The fact that my hypothesis isn't backed up by the graph doesn't mean my opinion is wrong; it could easily be do to the fact that all of the factors of economics are far to broad and far reaching to record on a graph measuring two statistics. Furthermore, the differences between lowered taxes and an Idealistic nation of next-to-nothing taxes is different.
Finally, if you can find a reliable version of number one that measures GNP instead of GDP, I would be abliged.
You know, when you get right down to it, a great deal of macroeconomics is largely without merit. That's why two different economists can look at the same data and come to completely opposite conclusions, depending on who's paying them.
Yet I doubt either of us are being paid off by Sony, so I think we can both assume that neither of our opinions are biased by anything but logic.
Precisely, lowering the tax rate had no visible effects, either aggravating or mitigating. In fact, I'll go so far as to say that there is no significant trend in general. I'm willing to bet that if you recreated the graph and performed the analysis on it, the error on the slope would have a range from positive to negative, meaning you couldn't even tell if it's an upward or downward trend.
Yet, once again, the vast ranges of economics can't be captured on a simplified growth. It may claim that yearly income isn't raised, but what about economic security, stuff like that?
And, of course, the graph could be wrong =/
No, it didn't. There is no trend visible in the data. If the variation after a tax cut is in the same range as the variation at the previous tax level, and we see a lot of spikes and troughs when the tax rate is kept constant, then it means that we can't draw a conclusion from the data.
All I noticed is that when it had already been going down, the lowering of taxes lowered the slope.
I didn't say that. What I said is that there's no trend that supports your opinion. I haven't said shit about spikes, in fact, I've claimed that the spikes and troughs are meaningless. Try to read and understand next time.
When did I say anything about spikes being in my favour? I haven't. All I've been saying is that there's no trend. The people who have been talking about spikes associated with certain events are NOT ME, it's been people who don't know how to tell the difference between "trend," "correlation," and "noise."
But you DID use the graphs to "prove" I was wrong, when they don't "prove" anything at all; they basically say "we have no fucking clue".
My exact wording was "Since similar spikes and troughs occur when the tax rate remains constant, a spike or trough that coincides with a change in the tax rate is meaningless, because it is within the same range of results that occur independently of any change in tax rates."
Does that sound to you like I was trying to claim that spikes or troughs that agree with my conclusion had any meaning?
You did use the graph itself to support your conclusion. Whilst we're on the "rhetorical question" train; when did I use the term "spike and troughs"?

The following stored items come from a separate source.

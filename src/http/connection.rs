use std::net::SocketAddr;
use std::sync::Arc;

use bytes::{Buf, BytesMut};
use tokio::io::{AsyncReadExt, AsyncWriteExt};
use tokio::net::TcpStream;
use tokio::time::timeout;

use crate::config::Config;
use crate::http::codec::Codec;
use crate::http::handler::{self, Handler};
use crate::http::parser::ParseError;
use crate::http::request::{Method, Request};
use crate::http::response::Response;
use crate::http::writer::{ResponseWriter, WriteContext};

/// Everything a connection needs from the server, shared read-only.
pub struct ConnectionContext {
    pub config: Arc<Config>,
    pub codec: Arc<dyn Codec>,
    pub handler: Arc<dyn Handler>,
}

pub struct Connection {
    stream: TcpStream,
    peer: SocketAddr,
    buffer: BytesMut,
    state: ConnectionState,
    ctx: Arc<ConnectionContext>,
    served: usize,
}

pub enum ConnectionState {
    Reading,
    Processing(Request),
    Writing(ResponseWriter, bool), // bool = keep_alive?
    Closed,
}

/// What a read attempt produced.
enum ReadOutcome {
    Request(Request),
    /// Peer closed before sending a complete request
    Closed,
    TimedOut,
    Malformed(ParseError),
}

impl Connection {
    pub fn new(stream: TcpStream, peer: SocketAddr, ctx: Arc<ConnectionContext>) -> Self {
        let capacity = ctx.config.read_chunk();
        Self {
            stream,
            peer,
            buffer: BytesMut::with_capacity(capacity),
            state: ConnectionState::Reading,
            ctx,
            served: 0,
        }
    }

    /// Serve the connection until it closes, then shut the socket down
    /// whether or not serving succeeded.
    pub async fn run(&mut self) -> anyhow::Result<()> {
        if self.ctx.config.tcp_nodelay {
            if let Err(e) = self.stream.set_nodelay(true) {
                tracing::debug!(peer = %self.peer, error = %e, "failed to set TCP_NODELAY");
            }
        }

        let result = self.serve().await;

        if let Err(e) = self.stream.shutdown().await {
            tracing::trace!(peer = %self.peer, error = %e, "socket shutdown failed");
        }
        self.state = ConnectionState::Closed;

        result
    }

    async fn serve(&mut self) -> anyhow::Result<()> {
        loop {
            let state = std::mem::replace(&mut self.state, ConnectionState::Closed);

            self.state = match state {
                ConnectionState::Reading => match self.read_request().await? {
                    ReadOutcome::Request(req) => ConnectionState::Processing(req),
                    ReadOutcome::Closed => {
                        if self.served == 0 || !self.buffer.is_empty() {
                            tracing::info!(peer = %self.peer, "client closed connection");
                        }
                        ConnectionState::Closed
                    }
                    ReadOutcome::TimedOut => {
                        tracing::info!(
                            peer = %self.peer,
                            timeout_ms = self.ctx.config.so_timeout_ms,
                            "read timed out, closing connection"
                        );
                        ConnectionState::Closed
                    }
                    ReadOutcome::Malformed(e) => {
                        tracing::warn!(
                            peer = %self.peer,
                            error = %e,
                            "Unrecoverable HTTP protocol violation"
                        );
                        let status = e.status();
                        let response = Response::error(status, &format!("{status}\n"));
                        let ctx = WriteContext::new(&self.ctx.config.origin_server);
                        let writer = ResponseWriter::from_bytes(self.ctx.codec.encode(&response, &ctx));
                        ConnectionState::Writing(writer, false)
                    }
                },

                ConnectionState::Processing(req) => {
                    let keep_alive = self.ctx.config.keep_alive && req.keep_alive();
                    let head = *req.method_kind() == Method::HEAD;

                    tracing::debug!(
                        peer = %self.peer,
                        method = %req.method(),
                        target = %req.target(),
                        version = %req.version(),
                        "dispatching request"
                    );

                    let response = handler::dispatch(Arc::clone(&self.ctx.handler), req).await;

                    let mut ctx = WriteContext::new(&self.ctx.config.origin_server);
                    ctx.keep_alive = keep_alive;
                    ctx.head = head;

                    tracing::debug!(
                        peer = %self.peer,
                        status = response.status().as_u16(),
                        body_len = response.body().len(),
                        "response ready"
                    );

                    let writer = ResponseWriter::from_bytes(self.ctx.codec.encode(&response, &ctx));
                    self.served += 1;
                    ConnectionState::Writing(writer, keep_alive)
                }

                ConnectionState::Writing(mut writer, keep_alive) => {
                    writer.write_to_stream(&mut self.stream).await?;

                    if keep_alive {
                        ConnectionState::Reading // go back for next request
                    } else {
                        ConnectionState::Closed
                    }
                }

                ConnectionState::Closed => {
                    break;
                }
            };
        }

        Ok(())
    }

    async fn read_request(&mut self) -> anyhow::Result<ReadOutcome> {
        let chunk = self.ctx.config.read_chunk();
        let read_timeout = self.ctx.config.read_timeout();

        loop {
            // Try parsing whatever we already have
            if !self.buffer.is_empty() {
                match self.ctx.codec.decode(&self.buffer) {
                    Ok((request, consumed)) => {
                        self.buffer.advance(consumed);
                        return Ok(ReadOutcome::Request(request));
                    }
                    Err(e) if e.is_incomplete() => {
                        // Need more data → fall through to read
                    }
                    Err(e) => return Ok(ReadOutcome::Malformed(e)),
                }
            }

            self.buffer.reserve(chunk);
            let n = match timeout(read_timeout, self.stream.read_buf(&mut self.buffer)).await {
                Ok(res) => res?,
                Err(_) => return Ok(ReadOutcome::TimedOut),
            };

            if n == 0 {
                return Ok(ReadOutcome::Closed);
            }
        }
    }
}
use std::fmt;

/// HTTP request methods.
///
/// The common methods get their own variant; any other token is kept
/// verbatim in `Extension`. Matching is case-sensitive, so `get` is an
/// extension method and not `GET`.
#[derive(Debug, Clone, PartialEq, Eq)]
pub enum Method {
    /// GET - Retrieve a resource
    GET,
    /// POST - Create or submit data
    POST,
    /// PUT - Replace a resource
    PUT,
    /// DELETE - Delete a resource
    DELETE,
    /// HEAD - Like GET but without the response body
    HEAD,
    /// OPTIONS - Describe communication options
    OPTIONS,
    /// PATCH - Partial modification of a resource
    PATCH,
    /// Any other method token
    Extension(String),
}

impl Method {
    /// Parses an HTTP method from a token.
    ///
    /// # Example
    ///
    /// ```
    /// # use toyhttpd::http::request::Method;
    /// assert_eq!(Method::from_token("GET"), Method::GET);
    /// assert_eq!(Method::from_token("get"), Method::Extension("get".into()));
    /// ```
    pub fn from_token(s: &str) -> Self {
        match s {
            "GET" => Method::GET,
            "POST" => Method::POST,
            "PUT" => Method::PUT,
            "DELETE" => Method::DELETE,
            "HEAD" => Method::HEAD,
            "OPTIONS" => Method::OPTIONS,
            "PATCH" => Method::PATCH,
            other => Method::Extension(other.to_string()),
        }
    }

    pub fn as_str(&self) -> &str {
        match self {
            Method::GET => "GET",
            Method::POST => "POST",
            Method::PUT => "PUT",
            Method::DELETE => "DELETE",
            Method::HEAD => "HEAD",
            Method::OPTIONS => "OPTIONS",
            Method::PATCH => "PATCH",
            Method::Extension(token) => token,
        }
    }
}

impl fmt::Display for Method {
    fn fmt(&self, f: &mut fmt::Formatter<'_>) -> fmt::Result {
        f.write_str(self.as_str())
    }
}

/// Protocol version from the request line (`HTTP/major.minor`).
#[derive(Debug, Clone, Copy, PartialEq, Eq, PartialOrd, Ord)]
pub struct Version {
    pub major: u8,
    pub minor: u8,
}

impl Version {
    pub const HTTP_10: Version = Version { major: 1, minor: 0 };
    pub const HTTP_11: Version = Version { major: 1, minor: 1 };
}

impl fmt::Display for Version {
    fn fmt(&self, f: &mut fmt::Formatter<'_>) -> fmt::Result {
        write!(f, "HTTP/{}.{}", self.major, self.minor)
    }
}

/// A parsed HTTP request.
///
/// Immutable once built. Headers keep their arrival order and duplicates;
/// lookups by name ignore ASCII case.
#[derive(Debug, Clone)]
pub struct Request {
    method: Method,
    target: String,
    version: Version,
    headers: Vec<(String, String)>,
    body: Vec<u8>,
}

impl Request {
    /// The method token exactly as the client sent it.
    pub fn method(&self) -> &str {
        self.method.as_str()
    }

    pub fn method_kind(&self) -> &Method {
        &self.method
    }

    /// The raw request target (e.g. `/search?q=rust`), not decoded.
    pub fn target(&self) -> &str {
        &self.target
    }

    /// Target up to the first `?`.
    pub fn path(&self) -> &str {
        self.target
            .split_once('?')
            .map(|(path, _)| path)
            .unwrap_or(&self.target)
    }

    /// Target after the first `?`, if any.
    pub fn query(&self) -> Option<&str> {
        self.target.split_once('?').map(|(_, query)| query)
    }

    pub fn version(&self) -> Version {
        self.version
    }

    /// All headers in the order they were received.
    pub fn headers(&self) -> &[(String, String)] {
        &self.headers
    }

    /// First value of the named header.
    pub fn header(&self, name: &str) -> Option<&str> {
        self.headers
            .iter()
            .find(|(k, _)| k.eq_ignore_ascii_case(name))
            .map(|(_, v)| v.as_str())
    }

    /// Every value of the named header, in arrival order.
    pub fn headers_all<'a>(&'a self, name: &'a str) -> impl Iterator<Item = &'a str> + 'a {
        self.headers
            .iter()
            .filter(move |(k, _)| k.eq_ignore_ascii_case(name))
            .map(|(_, v)| v.as_str())
    }

    pub fn body(&self) -> &[u8] {
        &self.body
    }

    /// Whether the client allows the connection to be reused.
    ///
    /// HTTP/1.1 defaults to keep-alive unless `Connection: close` is sent.
    /// HTTP/1.0 needs an explicit `Connection: keep-alive`.
    pub fn keep_alive(&self) -> bool {
        let has_token = |token: &str| {
            self.headers_all("Connection")
                .flat_map(|v| v.split(','))
                .any(|t| t.trim().eq_ignore_ascii_case(token))
        };

        if has_token("close") {
            return false;
        }
        if self.version >= Version::HTTP_11 {
            true
        } else {
            has_token("keep-alive")
        }
    }
}

/// Builder for constructing Request objects.
///
/// Used by codecs and by tests; the server only hands out finished requests.
pub struct RequestBuilder {
    method: Option<Method>,
    target: Option<String>,
    version: Version,
    headers: Vec<(String, String)>,
    body: Vec<u8>,
}

impl Default for RequestBuilder {
    fn default() -> Self {
        Self::new()
    }
}

impl RequestBuilder {
    pub fn new() -> Self {
        Self {
            method: None,
            target: None,
            version: Version::HTTP_11,
            headers: Vec::new(),
            body: Vec::new(),
        }
    }

    pub fn method(mut self, method: Method) -> Self {
        self.method = Some(method);
        self
    }

    pub fn target(mut self, target: impl Into<String>) -> Self {
        self.target = Some(target.into());
        self
    }

    pub fn version(mut self, version: Version) -> Self {
        self.version = version;
        self
    }

    /// Appends a header; duplicates are kept.
    pub fn header(mut self, key: impl Into<String>, value: impl Into<String>) -> Self {
        self.headers.push((key.into(), value.into()));
        self
    }

    pub fn body(mut self, body: Vec<u8>) -> Self {
        self.body = body;
        self
    }

    pub fn build(self) -> Result<Request, &'static str> {
        Ok(Request {
            method: self.method.ok_or("method missing")?,
            target: self.target.ok_or("target missing")?,
            version: self.version,
            headers: self.headers,
            body: self.body,
        })
    }
}
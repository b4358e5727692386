use toyhttpd::{Config, Server};
use tracing_subscriber::EnvFilter;

fn main() -> anyhow::Result<()> {
    tracing_subscriber::fmt()
        .with_env_filter(
            EnvFilter::try_from_default_env().unwrap_or_else(|_| EnvFilter::new("info")),
        )
        .with_target(false)
        .with_level(true)
        .init();

    let cfg = Config::load()?;
    let port = cfg.port;

    let mut server = Server::from_fn(cfg, |req, res| {
        res.set_header("Content-Type", "text/plain; charset=utf-8")?;
        res.write("ToyHttpd\n")?;
        res.end_with(format!("{} {}\n", req.method(), req.target()))?;
        Ok(())
    });
    server.listen(port)?;

    tokio::runtime::Builder::new_current_thread()
        .enable_all()
        .build()?
        .block_on(tokio::signal::ctrl_c())?;
    tracing::info!("Shutdown signal received");

    server.close()?;
    Ok(())
}
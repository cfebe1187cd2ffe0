// Model exports
pub mod domain;
pub mod requests;
pub mod responses;

pub use domain::{
    Actor, ActorRole, ContactDetails, DisclosureTier, EngineEvent, LikeEdge, MatchRecord,
    MatchStatus, PairKey, PairState, ProfileField, Region, ScoredCandidate, ScoringWeights,
};
pub use requests::{
    LikeRequest, ProfileViewParams, RankedParams, ScoreParams, UnlikeRequest, UnmatchRequest,
};
pub use responses::{
    ErrorResponse, HealthResponse, LikeResponse, LikeStatus, MatchStatusView, ProfileView,
    RankedResponse, ScoreResponse, UnlikeResponse, UnmatchResponse,
};
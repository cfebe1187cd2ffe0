use crate::models::{Actor, ScoringWeights};

/// Calculate a compatibility score (0-100) between a viewer and a candidate
///
/// Scoring formula (points):
///     tag overlap        * 50     # shared skills/industries over viewer's tags
///     availability       * 25     # candidate ready on or before viewer's date
///     location           * 25     # same top-level region code
///
/// Pure and deterministic: identical inputs always yield identical scores.
pub fn calculate_match_score(viewer: &Actor, candidate: &Actor, weights: &ScoringWeights) -> u8 {
    let total = overlap_score(viewer, candidate) * weights.skills
        + availability_score(viewer, candidate) * weights.availability
        + location_score(viewer, candidate) * weights.location;

    total.round().clamp(0.0, 100.0) as u8
}

/// Fraction (0-1) of the viewer's skill/industry tags the candidate shares.
/// An empty viewer tag pool scores 0, never a divide-by-zero fault.
#[inline]
fn overlap_score(viewer: &Actor, candidate: &Actor) -> f64 {
    let viewer_tags = viewer.tag_pool();
    if viewer_tags.is_empty() {
        return 0.0;
    }

    let candidate_tags = candidate.tag_pool();
    let shared = viewer_tags
        .iter()
        .filter(|tag| candidate_tags.contains(**tag))
        .count();

    shared as f64 / viewer_tags.len() as f64
}

/// 1.0 iff the candidate is available on or before the viewer's date.
///
/// Asymmetric: a candidate is compatible when ready by the time the viewer
/// needs them. A missing date on either side is "not compatible", not an
/// error.
#[inline]
fn availability_score(viewer: &Actor, candidate: &Actor) -> f64 {
    match (candidate.available_from, viewer.available_from) {
        (Some(candidate_from), Some(viewer_from)) if candidate_from <= viewer_from => 1.0,
        _ => 0.0,
    }
}

/// 1.0 iff both actors share the same top-level region code
#[inline]
fn location_score(viewer: &Actor, candidate: &Actor) -> f64 {
    if viewer.location.same_region(&candidate.location) {
        1.0
    } else {
        0.0
    }
}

Here's how my argument works, put in terms so simple even a moron could understand them:
- There are drawbacks to decreased government income. This is obvious, because less government income means less funding for public programs of any sort, including education, public safety, military etc. Again, this is obvious, apparent, and undeniable, so try to remember this for later on.
No, it isn't "undeniable". If the government couldn't keep kicking us around and wasting OUR money, if they had a finnit amound of funds which they couldn't go over, do you think they would still fund bullshit social programs knowing THEY would be paying for it, not us? A decrease in taxes would lead to the same amount of police funding, since the police would get an increased percent of a decreased portion.
- People who support trickle down economics claim that there are certain benefits to dropping the top tax rate.
- Upon inspection, these alleged benefits fail to manifest themselves in a discernible manner.
Because the core of SSE has failed to manifest itself at all; even "lowered" taxes charged huge amounts.
And, once again, you've only shown 2 biased graphs from the same person. I could find graphs by Joe Bushite saying the opposite, but we both know that wouldn't actually prove anything.
Therefore, slashing the top tax rate has obvious drawbacks and no demonstrable advantages, therefore trickle down economics is a load of rhetorical bullshit.
Can you understand that? I know that when I was trying to use complicated things like graphs or words like "trend" that you had absolutely no idea what I was talking about, so this should make it obvious. If you can't read this last post without getting confused, there's no hope for you.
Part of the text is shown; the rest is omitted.